MEP CANDIDATES QUESTION CLAIMS BY EU’S CHIEF ACCOUNTANT

Two of the UKIP MEP candidates for the European elections in June 2009 were among a handful of accountants from business who attended a presentation of the EU accounts on Tuesday evening (11.11.08) at the Chartered Accountants Hall in the City of London. Andrew Smith and Michael McGough are both chartered accountants and they are number 3 and 6 on the Eastern Counties UKIP candidate list.

Despite continuing high error rates amounting to £5.02 billion of mis-spent funds in 2007, the EU’s Chief Accountant claims he received a clean report for last year. The presentation was made by Brian Gray, the British chartered accountant who replaced Marta Andreasen as Chief Accountant of the EU. Ms Andreasen was sacked by the EU after she refused to sign defective accounts, and she is standing as a UKIP MEP candidate in the South East. Mr McGough pointed out that Mr Gray’s claim was inconsistent with the auditor’s report and an investigation is under way.

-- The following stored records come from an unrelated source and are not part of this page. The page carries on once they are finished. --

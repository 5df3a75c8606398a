mod memory;

use std::sync::Arc;

pub use memory::InMemoryGraphStore;

use crate::{
    StoreResult,
    records::{CompositionRecord, FederatedGraphRecord, NamespaceSnapshot, SubgraphRecord},
};

/// Persistence of subgraphs, federated graphs and composition records.
///
/// Every method is atomic on its own, nothing more. Callers serialize conflicting requests on
/// the same namespace if a loaded snapshot has to stay consistent until its changes are saved.
#[derive(Clone)]
pub struct GraphStore(Arc<dyn GraphStoreInner>);

impl GraphStore {
    pub fn new(inner: impl GraphStoreInner + 'static) -> Self {
        Self(Arc::new(inner))
    }
}

impl std::ops::Deref for GraphStore {
    type Target = dyn GraphStoreInner;
    fn deref(&self) -> &Self::Target {
        self.0.deref()
    }
}

#[async_trait::async_trait]
pub trait GraphStoreInner: Send + Sync {
    /// Everything in `namespace`. An unknown namespace is empty.
    async fn load_namespace(&self, namespace: &str) -> StoreResult<NamespaceSnapshot>;
    async fn save_subgraph(&self, namespace: &str, subgraph: &SubgraphRecord) -> StoreResult<()>;
    async fn delete_subgraph(&self, namespace: &str, name: &str) -> StoreResult<()>;
    async fn save_federated_graph(&self, namespace: &str, graph: &FederatedGraphRecord) -> StoreResult<()>;
    /// Replace the composed schema of a federated graph and nothing else. Unknown graphs are
    /// ignored.
    async fn save_composed_schema(&self, namespace: &str, federated_graph: &str, schema: &str) -> StoreResult<()>;
    async fn append_composition(&self, namespace: &str, record: &CompositionRecord) -> StoreResult<()>;
    /// The composition records of a federated graph, oldest first.
    async fn compositions(&self, namespace: &str, federated_graph: &str) -> StoreResult<Vec<CompositionRecord>>;
}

Andrew Smith was particularly shocked when David Bostock of the European Court of Auditors stated that "Nobody seems to care if [there is] a high rate of error [in the EU accounts] for Structural Funds, except a few extreme Eurosceptics. Nobody suggests stopping these programmes due to a high rate of error". After the meeting Mr Smith said: “UKIP cares and would certainly stop such programmes as the auditor's casual approach to errors is totally unacceptable. In 2007 the EU had to recover wrongful payments of EUR 1.5 billion but the amount which was irrecoverable was not disclosed."

Michael McGough expressed amazement that Brian Gray's preferred solution when recipients of EU funds could not or would not comply with spending conditions was to make the conditions easier to meet. “It appears that an error rate of 2 per cent is accepted quite happily by the EU and up to 20 per cent in some overseas aid programmes. If such an error rate were made by Essex County Council, for example, there would be uproar.”